Exercise data section start

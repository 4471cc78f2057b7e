//! # Materials Catalog
//!
//! Material records and the per-session catalog that resolves material keys.
//!
//! The built-in packaging materials (see [`builtin`]) are a process-wide,
//! immutable seed table. A [`MaterialCatalog`] starts from a copy of that table
//! and may gain derived entries at runtime (an optimized material synthesized
//! by the recommendation engine). Entries are only ever added or overwritten,
//! never removed.
//!
//! ## Example
//!
//! ```rust
//! use pack_core::materials::MaterialCatalog;
//!
//! let catalog = MaterialCatalog::with_builtins();
//! let pp = catalog.get("PP").unwrap();
//! assert_eq!(pp.name, "Polypropylene");
//! assert_eq!(pp.yield_strength_pa, 30e6);
//! ```

pub mod builtin;

pub use builtin::{builtin_materials, DEFAULT_MATERIAL_KEY};

use std::collections::BTreeMap;

use serde::{Deserialize, Serialize};

use crate::errors::{SimError, SimResult};
use crate::units::{Megapascals, Pascals};

/// Mechanical and commercial properties of a packaging material.
///
/// ## JSON Example
///
/// ```json
/// {
///   "name": "Polypropylene",
///   "density_kg_m3": 900.0,
///   "youngs_modulus_pa": 1300000000.0,
///   "poisson_ratio": 0.4,
///   "yield_strength_pa": 30000000.0,
///   "ultimate_strength_pa": 38000000.0,
///   "cost_per_kg": 1.2,
///   "description": "Superior fatigue resistance with excellent chemical compatibility"
/// }
/// ```
#[derive(Debug, Clone, PartialEq, Serialize, Deserialize)]
pub struct Material {
    /// Display name
    pub name: String,
    /// Density (kg/m³)
    pub density_kg_m3: f64,
    /// Young's modulus (Pa)
    pub youngs_modulus_pa: f64,
    /// Poisson's ratio (dimensionless)
    pub poisson_ratio: f64,
    /// Yield strength (Pa)
    pub yield_strength_pa: f64,
    /// Ultimate tensile strength (Pa)
    pub ultimate_strength_pa: f64,
    /// Cost per kilogram (currency units)
    pub cost_per_kg: f64,
    /// Free-text description
    pub description: String,
}

impl Material {
    /// Yield strength in MPa, the base stress every estimate scales from.
    pub fn yield_strength_mpa(&self) -> Megapascals {
        Pascals(self.yield_strength_pa).into()
    }

    /// Strength-to-weight ratio: yield (MPa) per density, scaled by 1000.
    pub fn strength_to_weight(&self) -> f64 {
        self.yield_strength_mpa().0 / self.density_kg_m3 * 1000.0
    }

    /// Check the record's physical invariants.
    pub fn validate(&self) -> SimResult<()> {
        let positive = [
            ("density_kg_m3", self.density_kg_m3),
            ("youngs_modulus_pa", self.youngs_modulus_pa),
            ("yield_strength_pa", self.yield_strength_pa),
        ];
        for (field, value) in positive {
            if !(value.is_finite() && value > 0.0) {
                return Err(SimError::invalid_parameter(
                    field,
                    value.to_string(),
                    "Must be a positive number",
                ));
            }
        }
        if !(0.0..=0.5).contains(&self.poisson_ratio) {
            return Err(SimError::invalid_parameter(
                "poisson_ratio",
                self.poisson_ratio.to_string(),
                "Poisson's ratio must lie in [0, 0.5]",
            ));
        }
        if self.ultimate_strength_pa < self.yield_strength_pa {
            return Err(SimError::invalid_parameter(
                "ultimate_strength_pa",
                self.ultimate_strength_pa.to_string(),
                "Ultimate strength must not be below yield strength",
            ));
        }
        if self.cost_per_kg < 0.0 {
            return Err(SimError::invalid_parameter(
                "cost_per_kg",
                self.cost_per_kg.to_string(),
                "Cost must not be negative",
            ));
        }
        Ok(())
    }
}

/// Keyed store of materials available to one session.
#[derive(Debug, Clone, PartialEq, Serialize, Deserialize)]
pub struct MaterialCatalog {
    materials: BTreeMap<String, Material>,
}

impl MaterialCatalog {
    /// A catalog seeded with the built-in packaging materials.
    pub fn with_builtins() -> Self {
        let materials = builtin_materials()
            .iter()
            .map(|(key, material)| (key.to_string(), material.clone()))
            .collect();
        MaterialCatalog { materials }
    }

    /// Look up a material by key.
    pub fn get(&self, key: &str) -> SimResult<&Material> {
        self.materials
            .get(key)
            .ok_or_else(|| SimError::unknown_material(key))
    }

    /// Insert or overwrite a material under `key`.
    pub fn register(&mut self, key: impl Into<String>, material: Material) {
        let key = key.into();
        log::debug!("registering material '{}' ({})", key, material.name);
        self.materials.insert(key, material);
    }

    /// Whether `key` resolves to a material.
    pub fn contains(&self, key: &str) -> bool {
        self.materials.contains_key(key)
    }

    /// Material keys in sorted order.
    pub fn keys(&self) -> impl Iterator<Item = &str> {
        self.materials.keys().map(String::as_str)
    }

    /// All entries in key order.
    pub fn iter(&self) -> impl Iterator<Item = (&str, &Material)> {
        self.materials.iter().map(|(k, m)| (k.as_str(), m))
    }

    /// Entries that are not part of the built-in table.
    pub fn derived(&self) -> impl Iterator<Item = (&str, &Material)> {
        self.iter().filter(|(key, _)| !builtin::is_builtin(key))
    }

    /// Number of materials.
    pub fn len(&self) -> usize {
        self.materials.len()
    }

    /// Whether the catalog holds no materials.
    pub fn is_empty(&self) -> bool {
        self.materials.is_empty()
    }
}

impl Default for MaterialCatalog {
    fn default() -> Self {
        MaterialCatalog::with_builtins()
    }
}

Exercise data section end

Exercise prompt
The listing above holds a line with "pub fn register(&mut" and a line with "the built-in table.". Print the stretch from the first through the second, exactly and alone.

Exercise output
    pub fn register(&mut self, key: impl Into<String>, material: Material) {
        let key = key.into();
        log::debug!("registering material '{}' ({})", key, material.name);
        self.materials.insert(key, material);
    }

    /// Whether `key` resolves to a material.
    pub fn contains(&self, key: &str) -> bool {
        self.materials.contains_key(key)
    }

    /// Material keys in sorted order.
    pub fn keys(&self) -> impl Iterator<Item = &str> {
        self.materials.keys().map(String::as_str)
    }

    /// All entries in key order.
    pub fn iter(&self) -> impl Iterator<Item = (&str, &Material)> {
        self.materials.iter().map(|(k, m)| (k.as_str(), m))
    }

    /// Entries that are not part of the built-in table.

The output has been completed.